Assignment: What is the number of lines in the listing that contain "NewLot"? Give that number only.

Data shown:
==============================

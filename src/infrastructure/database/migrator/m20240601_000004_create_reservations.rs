//! Create reservations table
//!
//! spot_id carries no foreign key: closed reservations outlive removal
//! of the spot they were parked on.

use sea_orm_migration::prelude::*;

use super::m20240601_000001_create_users::Users;

#[derive(DeriveMigrationName)]
pub struct Migration;

#[async_trait::async_trait]
impl MigrationTrait for Migration {
    async fn up(&self, manager: &SchemaManager) -> Result<(), DbErr> {
        manager
            .create_table(
                Table::create()
                    .table(Reservations::Table)
                    .if_not_exists()
                    .col(
                        ColumnDef::new(Reservations::Id)
                            .big_integer()
                            .not_null()
                            .auto_increment()
                            .primary_key(),
                    )
                    .col(
                        ColumnDef::new(Reservations::SpotId)
                            .big_integer()
                            .not_null(),
                    )
                    .col(ColumnDef::new(Reservations::UserId).string().not_null())
                    .col(
                        ColumnDef::new(Reservations::StartedAt)
                            .timestamp_with_time_zone()
                            .not_null(),
                    )
                    .col(ColumnDef::new(Reservations::EndedAt).timestamp_with_time_zone())
                    .col(ColumnDef::new(Reservations::Cost).double())
                    .foreign_key(
                        ForeignKey::create()
                            .name("fk_reservations_user")
                            .from(Reservations::Table, Reservations::UserId)
                            .to(Users::Table, Users::Id),
                    )
                    .to_owned(),
            )
            .await?;

        manager
            .create_index(
                Index::create()
                    .name("idx_reservations_spot")
                    .table(Reservations::Table)
                    .col(Reservations::SpotId)
                    .to_owned(),
            )
            .await?;

        manager
            .create_index(
                Index::create()
                    .name("idx_reservations_user")
                    .table(Reservations::Table)
                    .col(Reservations::UserId)
                    .to_owned(),
            )
            .await
    }

    async fn down(&self, manager: &SchemaManager) -> Result<(), DbErr> {
        manager
            .drop_table(Table::drop().table(Reservations::Table).to_owned())
            .await
    }
}

#[derive(Iden)]
pub enum Reservations {
    Table,
    Id,
    SpotId,
    UserId,
    StartedAt,
    EndedAt,
    Cost,
}
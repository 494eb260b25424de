//! Lot administration REST API handlers

use axum::{
    extract::{Path, Query, State},
    http::StatusCode,
    Extension, Json,
};

use super::dto::{
    CreateLotRequest, LotDetailResponse, LotResponse, SearchParams, SlotCreatedResponse,
    UpdateLotRequest,
};
use crate::application::services::{LotUpdate, NewLot};
use crate::interfaces::http::common::{error_response, ApiResponse, ValidatedJson};
use crate::interfaces::http::middleware::AuthenticatedUser;
use crate::interfaces::http::router::ApiState;

#[utoipa::path(
    get,
    path = "/api/v1/lots",
    tag = "Lots",
    security(("bearer_auth" = [])),
    responses(
        (status = 200, description = "All lots with their slots", body = ApiResponse<Vec<LotDetailResponse>>)
    )
)]
pub async fn list_lots(
    State(state): State<ApiState>,
    Extension(user): Extension<AuthenticatedUser>,
) -> Result<Json<ApiResponse<Vec<LotDetailResponse>>>, (StatusCode, Json<ApiResponse<()>>)> {
    let listings = state
        .lots
        .list_lots(&user.caller())
        .await
        .map_err(error_response)?;
    Ok(Json(ApiResponse::success(
        listings.into_iter().map(Into::into).collect(),
    )))
}

#[utoipa::path(
    get,
    path = "/api/v1/lots/search",
    tag = "Lots",
    security(("bearer_auth" = [])),
    params(SearchParams),
    responses(
        (status = 200, description = "Matching lots", body = ApiResponse<Vec<LotResponse>>)
    )
)]
pub async fn search_lots(
    State(state): State<ApiState>,
    Extension(user): Extension<AuthenticatedUser>,
    Query(params): Query<SearchParams>,
) -> Result<Json<ApiResponse<Vec<LotResponse>>>, (StatusCode, Json<ApiResponse<()>>)> {
    let lots = state
        .lots
        .search_lots(&user.caller(), &params.q)
        .await
        .map_err(error_response)?;
    Ok(Json(ApiResponse::success(
        lots.into_iter().map(Into::into).collect(),
    )))
}

#[utoipa::path(
    get,
    path = "/api/v1/lots/{id}",
    tag = "Lots",
    security(("bearer_auth" = [])),
    params(("id" = i64, Path, description = "Lot ID")),
    responses(
        (status = 200, description = "Lot with its slots", body = ApiResponse<LotDetailResponse>),
        (status = 404, description = "Not found")
    )
)]
pub async fn get_lot(
    State(state): State<ApiState>,
    Extension(user): Extension<AuthenticatedUser>,
    Path(id): Path<i64>,
) -> Result<Json<ApiResponse<LotDetailResponse>>, (StatusCode, Json<ApiResponse<()>>)> {
    let listing = state
        .lots
        .get_lot(&user.caller(), id)
        .await
        .map_err(error_response)?;
    Ok(Json(ApiResponse::success(listing.into())))
}

#[utoipa::path(
    post,
    path = "/api/v1/lots",
    tag = "Lots",
    security(("bearer_auth" = [])),
    request_body = CreateLotRequest,
    responses(
        (status = 201, description = "Created with its initial slots", body = ApiResponse<LotResponse>),
        (status = 403, description = "Admin role required"),
        (status = 422, description = "Validation error")
    )
)]
pub async fn create_lot(
    State(state): State<ApiState>,
    Extension(user): Extension<AuthenticatedUser>,
    ValidatedJson(req): ValidatedJson<CreateLotRequest>,
) -> Result<(StatusCode, Json<ApiResponse<LotResponse>>), (StatusCode, Json<ApiResponse<()>>)> {
    let lot = state
        .lots
        .create_lot(
            &user.caller(),
            NewLot {
                name: req.name,
                address: req.address,
                pin_code: req.pin_code,
                hourly_price: req.hourly_price,
                capacity: req.capacity,
            },
        )
        .await
        .map_err(error_response)?;
    Ok((StatusCode::CREATED, Json(ApiResponse::success(lot.into()))))
}

#[utoipa::path(
    put,
    path = "/api/v1/lots/{id}",
    tag = "Lots",
    security(("bearer_auth" = [])),
    params(("id" = i64, Path, description = "Lot ID")),
    request_body = UpdateLotRequest,
    responses(
        (status = 200, description = "Updated; a capacity change resizes the lot", body = ApiResponse<LotResponse>),
        (status = 400, description = "Capacity below occupied count"),
        (status = 404, description = "Not found"),
        (status = 409, description = "Not enough available slots to shrink")
    )
)]
pub async fn update_lot(
    State(state): State<ApiState>,
    Extension(user): Extension<AuthenticatedUser>,
    Path(id): Path<i64>,
    ValidatedJson(req): ValidatedJson<UpdateLotRequest>,
) -> Result<Json<ApiResponse<LotResponse>>, (StatusCode, Json<ApiResponse<()>>)> {
    let lot = state
        .lots
        .update_lot(
            &user.caller(),
            id,
            LotUpdate {
                name: req.name,
                address: req.address,
                pin_code: req.pin_code,
                hourly_price: req.hourly_price,
                capacity: req.capacity,
            },
        )
        .await
        .map_err(error_response)?;
    Ok(Json(ApiResponse::success(lot.into())))
}

#[utoipa::path(
    delete,
    path = "/api/v1/lots/{id}",
    tag = "Lots",
    security(("bearer_auth" = [])),
    params(("id" = i64, Path, description = "Lot ID")),
    responses(
        (status = 200, description = "Deleted"),
        (status = 404, description = "Not found"),
        (status = 409, description = "Lot has occupied slots")
    )
)]
pub async fn delete_lot(
    State(state): State<ApiState>,
    Extension(user): Extension<AuthenticatedUser>,
    Path(id): Path<i64>,
) -> Result<Json<ApiResponse<String>>, (StatusCode, Json<ApiResponse<()>>)> {
    state
        .lots
        .delete_lot(&user.caller(), id)
        .await
        .map_err(error_response)?;
    Ok(Json(ApiResponse::success("Lot deleted".to_string())))
}

#[utoipa::path(
    post,
    path = "/api/v1/lots/{id}/slots",
    tag = "Lots",
    security(("bearer_auth" = [])),
    params(("id" = i64, Path, description = "Lot ID")),
    responses(
        (status = 201, description = "Slot appended", body = ApiResponse<SlotCreatedResponse>),
        (status = 400, description = "Maximum slots reached"),
        (status = 404, description = "Not found")
    )
)]
pub async fn add_slot(
    State(state): State<ApiState>,
    Extension(user): Extension<AuthenticatedUser>,
    Path(id): Path<i64>,
) -> Result<(StatusCode, Json<ApiResponse<SlotCreatedResponse>>), (StatusCode, Json<ApiResponse<()>>)>
{
    let slot_number = state
        .lots
        .add_slot(&user.caller(), id)
        .await
        .map_err(error_response)?;
    Ok((
        StatusCode::CREATED,
        Json(ApiResponse::success(SlotCreatedResponse { slot_number })),
    ))
}

#[utoipa::path(
    delete,
    path = "/api/v1/lots/{id}/slots/{number}",
    tag = "Lots",
    security(("bearer_auth" = [])),
    params(
        ("id" = i64, Path, description = "Lot ID"),
        ("number" = i32, Path, description = "Slot number")
    ),
    responses(
        (status = 200, description = "Deleted and renumbered"),
        (status = 404, description = "Not found"),
        (status = 409, description = "Slot is occupied")
    )
)]
pub async fn delete_slot(
    State(state): State<ApiState>,
    Extension(user): Extension<AuthenticatedUser>,
    Path((id, number)): Path<(i64, i32)>,
) -> Result<Json<ApiResponse<String>>, (StatusCode, Json<ApiResponse<()>>)> {
    state
        .lots
        .delete_slot(&user.caller(), id, number)
        .await
        .map_err(error_response)?;
    Ok(Json(ApiResponse::success("Slot deleted".to_string())))
}
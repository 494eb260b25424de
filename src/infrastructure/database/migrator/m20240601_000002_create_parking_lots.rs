//! Create parking_lots table

use sea_orm_migration::prelude::*;

#[derive(DeriveMigrationName)]
pub struct Migration;

#[async_trait::async_trait]
impl MigrationTrait for Migration {
    async fn up(&self, manager: &SchemaManager) -> Result<(), DbErr> {
        manager
            .create_table(
                Table::create()
                    .table(ParkingLots::Table)
                    .if_not_exists()
                    .col(
                        ColumnDef::new(ParkingLots::Id)
                            .big_integer()
                            .not_null()
                            .auto_increment()
                            .primary_key(),
                    )
                    .col(ColumnDef::new(ParkingLots::Name).string().not_null())
                    .col(ColumnDef::new(ParkingLots::Address).string().not_null())
                    .col(ColumnDef::new(ParkingLots::PinCode).string().not_null())
                    .col(
                        ColumnDef::new(ParkingLots::HourlyPrice)
                            .double()
                            .not_null(),
                    )
                    .col(ColumnDef::new(ParkingLots::Capacity).integer().not_null())
                    .col(
                        ColumnDef::new(ParkingLots::CreatedAt)
                            .timestamp_with_time_zone()
                            .not_null(),
                    )
                    .to_owned(),
            )
            .await
    }

    async fn down(&self, manager: &SchemaManager) -> Result<(), DbErr> {
        manager
            .drop_table(Table::drop().table(ParkingLots::Table).to_owned())
            .await
    }
}

#[derive(Iden)]
pub enum ParkingLots {
    Table,
    Id,
    Name,
    Address,
    PinCode,
    HourlyPrice,
    Capacity,
    CreatedAt,
}
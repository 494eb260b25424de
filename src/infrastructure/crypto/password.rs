//! Password hashing utilities

use bcrypt::{hash, verify, DEFAULT_COST};

/// Hash a password using bcrypt
pub fn hash_password(password: &str) -> Result<String, bcrypt::BcryptError> {
    hash(password, DEFAULT_COST)
}

/// Verify a password against a hash
pub fn verify_password(password: &str, hash: &str) -> Result<bool, bcrypt::BcryptError> {
    verify(password, hash)
}

#[cfg(test)]
mod tests {
    use super::*;

    #[test]
    fn hash_and_verify() {
        let h = hash_password("s3cret-pass").unwrap();
        assert!(verify_password("s3cret-pass", &h).unwrap());
        assert!(!verify_password("wrong", &h).unwrap());
    }
}
//! Outbound collaborator ports.

use async_trait::async_trait;

use crate::domain::UsageLogEntry;

/// Report generation collaborator.
///
/// Consumes usage-ledger read views only and renders a binary document;
/// rendering mechanics (PDF, styling) are its responsibility.
#[async_trait]
pub trait ReportGenerator: Send + Sync {
    async fn generate(&self, entries: &[UsageLogEntry]) -> Result<Vec<u8>, String>;
}

/// Minimal plain-text renderer used when no richer generator is plugged
/// in.
pub struct PlainTextReportGenerator;

#[async_trait]
impl ReportGenerator for PlainTextReportGenerator {
    async fn generate(&self, entries: &[UsageLogEntry]) -> Result<Vec<u8>, String> {
        let mut out = String::new();
        out.push_str("Parking usage report\n");
        out.push_str("====================\n\n");

        for entry in entries {
            out.push_str(&format!(
                "{} | lot {} spot {} | {} -> {} | {:.2} h | {:.2}\n",
                entry.user_id,
                entry.lot_id,
                entry.spot_id,
                entry.entered_at.format("%Y-%m-%d %H:%M"),
                entry.exited_at.format("%Y-%m-%d %H:%M"),
                entry.duration_hours,
                entry.cost,
            ));
        }

        let total_cost: f64 = entries.iter().map(|e| e.cost).sum();
        let total_hours: f64 = entries.iter().map(|e| e.duration_hours).sum();
        out.push_str(&format!(
            "\nSessions: {}  Hours: {:.2}  Total: {:.2}\n",
            entries.len(),
            total_hours,
            total_cost
        ));

        Ok(out.into_bytes())
    }
}

#[cfg(test)]
mod tests {
    use super::*;
    use chrono::{TimeZone, Utc};

    #[tokio::test]
    async fn plain_text_report_includes_totals() {
        let entry = UsageLogEntry {
            id: 1,
            user_id: "u1".into(),
            spot_id: 2,
            lot_id: 3,
            vehicle_id: "V-1".into(),
            entered_at: Utc.with_ymd_and_hms(2024, 6, 1, 10, 0, 0).unwrap(),
            exited_at: Utc.with_ymd_and_hms(2024, 6, 1, 13, 15, 0).unwrap(),
            duration_hours: 3.25,
            cost: 13.0,
            remarks: "auto-logged on release".into(),
        };

        let bytes = PlainTextReportGenerator
            .generate(&[entry])
            .await
            .unwrap();
        let text = String::from_utf8(bytes).unwrap();
        assert!(text.contains("Sessions: 1"));
        assert!(text.contains("Total: 13.00"));
        assert!(text.contains("lot 3 spot 2"));
    }
}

==============================

Solution below: 2